[Excerpts from a dataset]
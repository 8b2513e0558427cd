//! Generation stamps for discarding stale asynchronous results.
//!
//! Every piece of background work carries the [`Stamp`] that was current when
//! it was issued. Advancing the [`Generation`] invalidates every outstanding
//! stamp at once; a completion whose stamp is no longer current is dropped by
//! the receiver instead of being applied.

use std::sync::{
    atomic::{AtomicU64, Ordering},
    Arc,
};

/// Shared monotonically increasing counter.
///
/// # Example
///
/// ```
/// use pdfview_scheduler::Generation;
///
/// let generation = Generation::new();
/// let stamp = generation.advance();
/// assert!(stamp.is_current());
///
/// // Source changed: the earlier request is now stale.
/// let newer = generation.advance();
/// assert!(!stamp.is_current());
/// assert!(newer.is_current());
/// ```
#[derive(Debug, Clone, Default)]
pub struct Generation {
    counter: Arc<AtomicU64>,
}

impl Generation {
    pub fn new() -> Self {
        Self::default()
    }

    /// Invalidates all outstanding stamps and returns the new current one.
    pub fn advance(&self) -> Stamp {
        let value = self.counter.fetch_add(1, Ordering::AcqRel) + 1;
        Stamp { value, counter: self.counter.clone() }
    }

    /// Stamp for the current value without invalidating anything.
    pub fn stamp(&self) -> Stamp {
        Stamp { value: self.current(), counter: self.counter.clone() }
    }

    pub fn current(&self) -> u64 {
        self.counter.load(Ordering::Acquire)
    }
}

/// Token captured when work is issued.
///
/// Workers may also poll [`Stamp::is_current`] to skip work whose result
/// would be thrown away.
#[derive(Debug, Clone)]
pub struct Stamp {
    value: u64,
    counter: Arc<AtomicU64>,
}

impl Stamp {
    pub fn value(&self) -> u64 {
        self.value
    }

    pub fn is_current(&self) -> bool {
        self.counter.load(Ordering::Acquire) == self.value
    }

    /// True when both stamps came from the same [`Generation`] and value.
    pub fn matches(&self, other: &Stamp) -> bool {
        self.value == other.value && Arc::ptr_eq(&self.counter, &other.counter)
    }
}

» **Your task**
Whenever a line above contains "outstanding", copy that line.

» **Answer section**
//! it was issued. Advancing the [`Generation`] invalidates every outstanding
    /// Invalidates all outstanding stamps and returns the new current one.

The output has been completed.